- League: National League
- Ballpark: Redland Field
- City: Cincinnati
- Owners: Sidney Weil
- Managers: Dan Howley
- Radio: WFBE (Harry Hartman, Sidney Ten-Eyck)

= 1932 Cincinnati Reds season =

The 1932 Cincinnati Reds season was a season in American baseball. The team finished eighth and last in the National League with a record of 60–94, 30 games behind the Chicago Cubs.

== Offseason ==
In December, the Reds purchased outfielder Wally Roettger from the St. Louis Cardinals.

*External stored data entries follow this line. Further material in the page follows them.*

//! Emotion labels and readings.
//!
//! The seven-label set is closed and authoritative. Anything a classifier
//! returns outside it collapses to `Neutral` at intensity 0.5.

use crate::clamp01;
use serde::{Deserialize, Serialize};

/// The closed emotion label set.
#[derive(Debug, Clone, Copy, PartialEq, Eq, Hash, Default, Serialize, Deserialize)]
#[serde(rename_all = "snake_case")]
pub enum EmotionLabel {
    Happy,
    Sad,
    Angry,
    Fear,
    Surprise,
    Disgust,
    #[default]
    Neutral,
}

impl EmotionLabel {
    pub const ALL: [EmotionLabel; 7] = [
        Self::Happy,
        Self::Sad,
        Self::Angry,
        Self::Fear,
        Self::Surprise,
        Self::Disgust,
        Self::Neutral,
    ];

    pub fn as_str(&self) -> &'static str {
        match self {
            Self::Happy => "happy",
            Self::Sad => "sad",
            Self::Angry => "angry",
            Self::Fear => "fear",
            Self::Surprise => "surprise",
            Self::Disgust => "disgust",
            Self::Neutral => "neutral",
        }
    }

    /// Parse a label name, mapping common near-synonyms into the closed set.
    /// Unknown labels return `None`; callers collapse those to `Neutral`
    /// rather than inventing new categories.
    pub fn parse_str(s: &str) -> Option<Self> {
        match s.to_lowercase().as_str() {
            "happy" | "joy" | "excited" | "excitement" => Some(Self::Happy),
            "sad" | "sadness" | "melancholy" => Some(Self::Sad),
            "angry" | "anger" | "rage" => Some(Self::Angry),
            "fear" | "afraid" | "anxious" | "scared" => Some(Self::Fear),
            "surprise" | "surprised" => Some(Self::Surprise),
            "disgust" | "disgusted" => Some(Self::Disgust),
            "neutral" | "calm" => Some(Self::Neutral),
            _ => None,
        }
    }
}

impl std::fmt::Display for EmotionLabel {
    fn fmt(&self, f: &mut std::fmt::Formatter<'_>) -> std::fmt::Result {
        f.write_str(self.as_str())
    }
}

/// Which modality produced a reading.
#[derive(Debug, Clone, Copy, PartialEq, Eq, Serialize, Deserialize)]
#[serde(rename_all = "snake_case")]
pub enum EmotionSource {
    Text,
    Image,
    Audio,
}

/// Input to the emotion engine: exactly one modality per prediction.
#[derive(Debug, Clone)]
pub enum EmotionPayload {
    Text(String),
    Image(Vec<u8>),
    Audio(Vec<u8>),
}

impl EmotionPayload {
    pub fn source(&self) -> EmotionSource {
        match self {
            Self::Text(_) => EmotionSource::Text,
            Self::Image(_) => EmotionSource::Image,
            Self::Audio(_) => EmotionSource::Audio,
        }
    }

    pub fn as_bytes(&self) -> &[u8] {
        match self {
            Self::Text(t) => t.as_bytes(),
            Self::Image(b) | Self::Audio(b) => b,
        }
    }
}

/// One emotion prediction.
#[derive(Debug, Clone, Serialize, Deserialize)]
pub struct EmotionReading {
    pub primary: EmotionLabel,
    pub intensity: f32,
    /// Up to three runner-up labels, strongest first.
    #[serde(default)]
    pub secondary: Vec<EmotionLabel>,
    /// Free-form evidence (matched keywords, classifier tags).
    #[serde(default)]
    pub features: String,
    pub source: EmotionSource,
    pub confidence: f32,
    pub ts_unix: i64,
}

impl EmotionReading {
    /// Build a reading with unit-interval fields clamped and the secondary
    /// list truncated to three entries.
    pub fn new(
        primary: EmotionLabel,
        intensity: f32,
        secondary: Vec<EmotionLabel>,
        features: impl Into<String>,
        source: EmotionSource,
        confidence: f32,
    ) -> Self {
        let mut secondary = secondary;
        secondary.truncate(3);
        Self {
            primary,
            intensity: clamp01(intensity),
            secondary,
            features: features.into(),
            source,
            confidence: clamp01(confidence),
            ts_unix: chrono::Utc::now().timestamp(),
        }
    }

    /// The clearly-marked degraded reading for a missing or failed backend.
    pub fn unavailable(source: EmotionSource) -> Self {
        Self::new(
            EmotionLabel::Neutral,
            0.5,
            Vec::new(),
            "unavailable",
            source,
            0.0,
        )
    }

    /// Neutral fallback for inputs that match nothing.
    pub fn neutral(source: EmotionSource) -> Self {
        Self::new(EmotionLabel::Neutral, 0.5, Vec::new(), "", source, 0.5)
    }
}

#[cfg(test)]
mod tests {
    use super::*;

    #[test]
    fn test_label_roundtrip() {
        for label in EmotionLabel::ALL {
            assert_eq!(EmotionLabel::parse_str(label.as_str()), Some(label));
        }
    }

    #[test]
    fn test_near_synonyms_collapse() {
        assert_eq!(EmotionLabel::parse_str("excited"), Some(EmotionLabel::Happy));
        assert_eq!(EmotionLabel::parse_str("anxious"), Some(EmotionLabel::Fear));
        assert_eq!(EmotionLabel::parse_str("bored"), None);
    }

    #[test]
    fn test_reading_clamps_on_ingress() {
        let r = EmotionReading::new(
            EmotionLabel::Happy,
            1.8,
            vec![],
            "",
            EmotionSource::Text,
            -0.3,
        );
        assert_eq!(r.intensity, 1.0);
        assert_eq!(r.confidence, 0.0);
    }

    #[test]
    fn test_secondary_truncated_to_three() {
        let r = EmotionReading::new(
            EmotionLabel::Happy,
            0.5,
            vec![
                EmotionLabel::Sad,
                EmotionLabel::Angry,
                EmotionLabel::Fear,
                EmotionLabel::Surprise,
            ],
            "",
            EmotionSource::Text,
            0.5,
        );
        assert_eq!(r.secondary.len(), 3);
    }

    #[test]
    fn test_unavailable_reading_shape() {
        let r = EmotionReading::unavailable(EmotionSource::Image);
        assert_eq!(r.primary, EmotionLabel::Neutral);
        assert_eq!(r.intensity, 0.5);
        assert_eq!(r.confidence, 0.0);
        assert_eq!(r.features, "unavailable");
        assert_eq!(r.source, EmotionSource::Image);
    }
}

Roettger, who began the 1931 season with the Reds before being traded to St. Louis, finished the season with a .321 batting average with a home run and 37 RBI in 89 games split between the two clubs. In three World Series games Roettger hit .286, helping the Cardinals win the 1931 World Series over the Philadelphia Athletics.

On December 2, Cincinnati acquired third baseman Andy High from the St. Louis Cardinals in exchange for outfielder Nick Cullop and cash. High had a .267 average with 19 RBI in 63 games with St. Louis in 1931. His best seasons came in 1924 when he played for the Brooklyn Robins, as High had a .328 batting average with six home runs and 61 RBI in 144 games, finishing in 12th place in National League MVP voting. In the 1931 World Series, High hit .267 in four games, helping the Cardinals to the championship.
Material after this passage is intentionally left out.